Hahahah right...I was gonna bring my floaties just in case...hahahah


----------



## archerjay1 (Jun 11, 2015)

It looks like it will freeze up again from Friday to Sunday then we r gonna get hit with warm weather again that might just end it


----------



## johnboy111711 (Apr 7, 2004)

best I can say it that it's good until it's not. if you are coming in and you are with a group and the shore ice has gone down hill through the day, be the first one off. Ice usually breaks in large chunks and if you keep moving forward the first guy is normally fine. also, load your stuff quick, your friends will be pissed and want to fight once they figure a way off the ice.


----------



## DHower08 (Nov 20, 2015)

Heavy rain all day tomorrow is going to put a real hurting on things plus the snow melt. Get it while you can it's coming to an end fast


----------



## snag (Dec 27, 2005)

Went out at 9am and snow on ice , it was talking, a few nice echoes across the lake, by 11 am snow all gone water running into the holes.
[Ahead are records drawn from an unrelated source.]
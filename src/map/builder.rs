//! Resource map construction.

use tracing::{debug, info};

use crate::address;
use crate::overview::{
    BuildOptions, ConfigDeclaration, ObjectKind, OverviewEntry, ResourceOverview,
};
use crate::plan::{ConfigModule, SourcePos};
use crate::reference::{Reference, ReferenceKind};

use super::node::{MapNode, ResourceMap};

/// File name used for objects without a known declaration site.
pub const UNKNOWN_FILE: &str = "unknown";

/// Root path used when the configuration does not name one.
pub const DEFAULT_MAP_PATH: &str = ".";

/// Builds a [`ResourceMap`] from a resource overview.
#[derive(Debug)]
pub struct MapBuilder<'r, 'a> {
    overview: &'r ResourceOverview<'a>,
    options: BuildOptions,
}

impl<'r, 'a> MapBuilder<'r, 'a> {
    /// Creates a builder over an overview.
    #[must_use]
    pub const fn new(overview: &'r ResourceOverview<'a>, options: BuildOptions) -> Self {
        Self { overview, options }
    }

    /// Builds the map.
    #[must_use]
    pub fn build(&self) -> ResourceMap {
        info!("Generating resource map...");

        let root_config = self.overview.root_config();
        let path = root_config
            .and_then(|config| config.path.clone())
            .unwrap_or_else(|| DEFAULT_MAP_PATH.to_string());

        let mut root = MapNode::new(ObjectKind::Module, "");
        root.source = Some(path.clone());
        self.populate_module(&mut root, "");

        ResourceMap {
            path,
            required_core: root_config
                .map(|config| config.required_core.clone())
                .unwrap_or_default(),
            required_providers: root_config
                .map(|config| config.required_providers.clone())
                .unwrap_or_default(),
            root,
        }
    }

    /// Fills a module node with its declared values and child objects.
    fn populate_module(&self, module_node: &mut MapNode, module_address: &str) {
        let config_address = address::strip_indexes(module_address);
        if !self.overview.is_repetition_group(module_address) {
            if let Some(config) = self.overview.module_config(&config_address) {
                self.add_declared_values(module_node, module_address, config);
            }
        }

        for (child_address, child) in self.overview.children(module_address) {
            self.add_child(module_node, module_address, child_address, child);
        }
    }

    fn add_declared_values(&self, module_node: &mut MapNode, module_address: &str, config: &ConfigModule) {
        for (name, output) in &config.outputs {
            let id = address::join(module_address, &format!("output.{name}"));
            let mut node = MapNode::new(ObjectKind::Output, name.as_str());
            node.sensitive = output.sensitive;
            node.line = self.line_of(output.pos.as_ref());
            node.change_action = self
                .overview
                .entry(&address::strip_indexes(&id))
                .and_then(|entry| entry.change_action);

            let file = self.file_of(output.pos.as_ref());
            let declaration = self.overview.declaration(&address::strip_indexes(&id));
            self.add_locals(module_node, module_address, file, declaration);
            insert_into_file(module_node, file, id, node);
        }

        for (name, variable) in &config.variables {
            let id = address::join(module_address, &format!("var.{name}"));
            let mut node = MapNode::new(ObjectKind::Variable, name.as_str());
            node.required = Some(variable.is_required());
            node.sensitive = variable.sensitive;
            node.line = self.line_of(variable.pos.as_ref());

            insert_into_file(module_node, self.file_of(variable.pos.as_ref()), id, node);
        }
    }

    fn add_child(
        &self,
        module_node: &mut MapNode,
        module_address: &str,
        child_address: &str,
        child: &OverviewEntry,
    ) {
        let declaration = self.overview.declaration(&child.config_address);
        let pos = declaration.and_then(ConfigDeclaration::pos);

        match child.kind {
            ObjectKind::Resource | ObjectKind::Data => {
                let mut node = self.resource_node(child, declaration);
                node.line = self.line_of(pos);

                let file = self.file_of(pos);
                self.add_locals(module_node, module_address, file, declaration);
                insert_into_file(module_node, file, child_address.to_string(), node);
            }
            ObjectKind::Module if address::has_trailing_index(child_address) => {
                let mut node = MapNode::new(ObjectKind::Module, address::last_segment(child_address));
                node.source.clone_from(&module_node.source);
                node.version.clone_from(&module_node.version);
                node.change_action = child.change_action;
                self.populate_module(&mut node, child_address);
                module_node
                    .children
                    .entry(child_address.to_string())
                    .or_insert(node);
            }
            ObjectKind::Module => {
                let call = declaration.and_then(ConfigDeclaration::module_call);
                let mut node = MapNode::new(ObjectKind::Module, address::last_segment(child_address));
                node.line = self.line_of(pos);
                node.source = call.map(|call| {
                    join_source(module_node.source.as_deref().unwrap_or(DEFAULT_MAP_PATH), &call.source)
                });
                node.version = call.and_then(|call| call.version_constraint.clone());
                if call.is_none() {
                    debug!("Module {} has no module call declaration", child_address);
                }

                let file = self.file_of(pos);
                self.add_locals(module_node, module_address, file, declaration);
                self.populate_module(&mut node, child_address);
                insert_into_file(module_node, file, child_address.to_string(), node);
            }
            _ => {}
        }
    }

    /// Builds a resource or data node with its repetition instances.
    fn resource_node(&self, entry: &OverviewEntry, declaration: Option<&ConfigDeclaration<'a>>) -> MapNode {
        let (resource_type, name) = declaration
            .and_then(ConfigDeclaration::resource_identity)
            .map_or_else(
                || identity_from_address(&entry.config_address),
                |(resource_type, name)| (resource_type.to_string(), name.to_string()),
            );

        let mut node = MapNode::new(entry.kind, name);
        node.resource_type = Some(resource_type);
        node.provider = declaration
            .and_then(ConfigDeclaration::provider)
            .map(str::to_string);
        node.change_action = entry.change_action;

        for instance_address in &entry.children {
            let Some(instance) = self.overview.entry(instance_address) else {
                continue;
            };
            let mut instance_node = MapNode::new(instance.kind, address::last_segment(instance_address));
            instance_node.change_action = instance.change_action;
            node.children.insert(instance_address.clone(), instance_node);
        }

        node
    }

    /// Adds a `local` node for every local value the declaration reads.
    fn add_locals(
        &self,
        module_node: &mut MapNode,
        module_address: &str,
        file: &str,
        declaration: Option<&ConfigDeclaration<'a>>,
    ) {
        let Some(declaration) = declaration else {
            return;
        };

        for raw in declaration.references() {
            let Some(reference) = Reference::resolve(raw) else {
                continue;
            };
            if reference.kind != ReferenceKind::Local {
                continue;
            }
            let id = address::join(module_address, &reference.target);
            let node = MapNode::new(ObjectKind::Local, address::last_segment(&reference.target));
            insert_into_file(module_node, file, id, node);
        }
    }

    fn file_of<'p>(&self, pos: Option<&'p SourcePos>) -> &'p str {
        match pos {
            Some(pos) if self.options.config_available => pos.file_name(),
            _ => UNKNOWN_FILE,
        }
    }

    fn line_of(&self, pos: Option<&SourcePos>) -> Option<u32> {
        pos.filter(|_| self.options.config_available)
            .map(|pos| pos.line)
    }
}

/// Inserts a node into the file group of a module node. The first node
/// inserted under an id wins.
fn insert_into_file(module_node: &mut MapNode, file: &str, id: String, node: MapNode) {
    let module_source = module_node
        .source
        .clone()
        .unwrap_or_else(|| DEFAULT_MAP_PATH.to_string());
    module_node
        .children
        .entry(file.to_string())
        .or_insert_with(|| MapNode::file(file, &module_source))
        .children
        .entry(id)
        .or_insert(node);
}

/// Resolves a module call source against the calling module's source.
/// Local paths are joined; registry and remote sources are kept as is.
fn join_source(parent_source: &str, source: &str) -> String {
    if source.starts_with("./") || source.starts_with("../") {
        format!("{}/{}", parent_source.trim_end_matches('/'), source.trim_start_matches("./"))
    } else {
        source.to_string()
    }
}

/// Derives type and name from the last two segments of a config address.
fn identity_from_address(config_address: &str) -> (String, String) {
    let segments = address::split_segments(config_address);
    match segments.as_slice() {
        [.., resource_type, name] => ((*resource_type).to_string(), (*name).to_string()),
        _ => (String::new(), config_address.to_string()),
    }
}

#[cfg(test)]
mod tests {
    use super::*;
    use crate::overview::{ChangeAction, OverviewBuilder};
    use crate::plan::{PlanDocument, PlanLoader};

    fn build_map(json: &str, options: BuildOptions) -> ResourceMap {
        let plan: PlanDocument = PlanLoader::new().parse_json(json, None).expect("valid plan");
        let overview = OverviewBuilder::new(&plan, options)
            .build()
            .expect("overview builds");
        MapBuilder::new(&overview, options).build()
    }

    const PLAN: &str = r#"{
        "configuration": {"root_module": {
            "path": "./infra",
            "required_core": [">= 1.5"],
            "variables": {"region": {"default": "eu-west-1", "pos": {"filename": "variables.tf", "line": 1}}},
            "outputs": {"ids": {"expression": {"references": ["x.a"]}, "pos": {"filename": "outputs.tf", "line": 1}}},
            "resources": [{
                "address": "x.a", "mode": "managed", "type": "x", "name": "a",
                "provider_config_key": "x",
                "count_expression": {"constant_value": 2},
                "expressions": {"tags": {"references": ["local.tags", "var.region"]}},
                "pos": {"filename": "/work/infra/main.tf", "line": 4}
            }],
            "module_calls": {"net": {
                "source": "./net",
                "pos": {"filename": "main.tf", "line": 12},
                "module": {
                    "variables": {"cidr": {"pos": {"filename": "vars.tf", "line": 2}}},
                    "resources": [{"address": "y.b", "mode": "managed", "type": "y", "name": "b",
                                   "pos": {"filename": "main.tf", "line": 1}}]
                }
            }}
        }},
        "resource_changes": [
            {"address": "x.a[0]", "mode": "managed", "type": "x", "name": "a", "change": {"actions": ["create"]}},
            {"address": "x.a[1]", "mode": "managed", "type": "x", "name": "a", "change": {"actions": ["delete", "create"]}},
            {"address": "module.net.y.b", "module_address": "module.net", "mode": "managed", "type": "y", "name": "b",
             "change": {"actions": ["no-op"]}}
        ]
    }"#;

    #[test]
    fn test_objects_grouped_by_file() {
        let map = build_map(PLAN, BuildOptions::default());

        assert_eq!(map.path, "./infra");
        assert_eq!(map.required_core, vec![String::from(">= 1.5")]);
        assert_eq!(
            map.root.children.keys().collect::<Vec<_>>(),
            vec!["outputs.tf", "variables.tf", "main.tf"]
        );

        let main = &map.root.children["main.tf"];
        assert_eq!(main.source.as_deref(), Some("./infra/main.tf"));
        assert_eq!(
            main.children.keys().collect::<Vec<_>>(),
            vec!["local.tags", "x.a", "module.net"]
        );

        let resource = &main.children["x.a"];
        assert_eq!(resource.line, Some(4));
        assert_eq!(resource.resource_type.as_deref(), Some("x"));
        assert_eq!(resource.provider.as_deref(), Some("x"));
        assert_eq!(resource.children["x.a[0]"].change_action, Some(ChangeAction::Create));
        assert_eq!(resource.children["x.a[1]"].change_action, Some(ChangeAction::Replace));

        let variable = map.find("var.region").expect("variable node");
        assert_eq!(variable.required, Some(false));
        assert_eq!(variable.line, Some(1));
    }

    #[test]
    fn test_module_subtree() {
        let map = build_map(PLAN, BuildOptions::default());

        let module = map.find("module.net").expect("module node");
        assert_eq!(module.kind, ObjectKind::Module);
        assert_eq!(module.source.as_deref(), Some("./infra/net"));
        assert_eq!(module.line, Some(12));

        let module_main = &module.children["main.tf"];
        assert_eq!(module_main.source.as_deref(), Some("./infra/net/main.tf"));
        assert_eq!(
            module_main.children["module.net.y.b"].change_action,
            Some(ChangeAction::NoOp)
        );

        let cidr = module.find("module.net.var.cidr").expect("module variable");
        assert_eq!(cidr.required, Some(true));
    }

    #[test]
    fn test_unknown_file_without_config() {
        let map = build_map(PLAN, BuildOptions::default().with_config_available(false));

        assert_eq!(map.root.children.keys().collect::<Vec<_>>(), vec!["unknown"]);
        let unknown = &map.root.children[UNKNOWN_FILE];
        assert!(unknown.children.contains_key("x.a"));
        assert!(unknown.children.values().all(|node| node.line.is_none()));
    }

    #[test]
    fn test_repeated_module_instances_nest_under_group() {
        let map = build_map(
            r#"{
                "configuration": {"root_module": {
                    "module_calls": {"net": {
                        "source": "./net",
                        "for_each_expression": {"references": ["var.zones"]},
                        "pos": {"filename": "main.tf", "line": 1},
                        "module": {"variables": {"zone": {}}}
                    }}
                }},
                "planned_values": {"root_module": {"child_modules": [
                    {"address": "module.net[\"a\"]"},
                    {"address": "module.net[\"b\"]"}
                ]}}
            }"#,
            BuildOptions::default(),
        );

        let group = map.find("module.net").expect("group node");
        assert_eq!(
            group.children.keys().collect::<Vec<_>>(),
            vec![r#"module.net["a"]"#, r#"module.net["b"]"#]
        );
        let instance = &group.children[r#"module.net["a"]"#];
        assert_eq!(instance.source.as_deref(), Some("./net"));
        assert!(instance.find(r#"module.net["a"].var.zone"#).is_some());
    }

    #[test]
    fn test_join_source() {
        assert_eq!(join_source("./infra", "./net"), "./infra/net");
        assert_eq!(join_source("./infra/", "../shared"), "./infra/../shared");
        assert_eq!(
            join_source("./infra", "terraform-aws-modules/vpc/aws"),
            "terraform-aws-modules/vpc/aws"
        );
    }
}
Left at 1:30 and had a lot of puddles to walk through. The bite wasn’t the best, a lot of lookers, some shoreline starting to rot. But still nice sitting out with no gloves on.


Sent from my iPhone using Tapatalk


----------



## archerjay1 (Jun 11, 2015)

Groovy thanks for the update.


----------



## archerjay1 (Jun 11, 2015)

Whelp did anyone brave the ice yesterday?


----------



## IceHoleDestroyer (Nov 19, 2019)

archerjay1 said:


> Whelp did anyone brave the ice yesterday?


Saw a video from a guy out at about 2pm yesterday with zero issues


Sent from my iPhone using Tapatalk


----------



## IceHoleDestroyer (Nov 19, 2019)

johnboy111711 said:


> best I can say it that it's good until it's not. if you are coming in and you are with a group and the shore ice has gone down hill through the day, be the first one off. Ice usually breaks in large chunks and if you keep moving forward the first guy is normally fine. also, load your stuff quick, your friends will be pissed and want to fight once they figure a way off the ice.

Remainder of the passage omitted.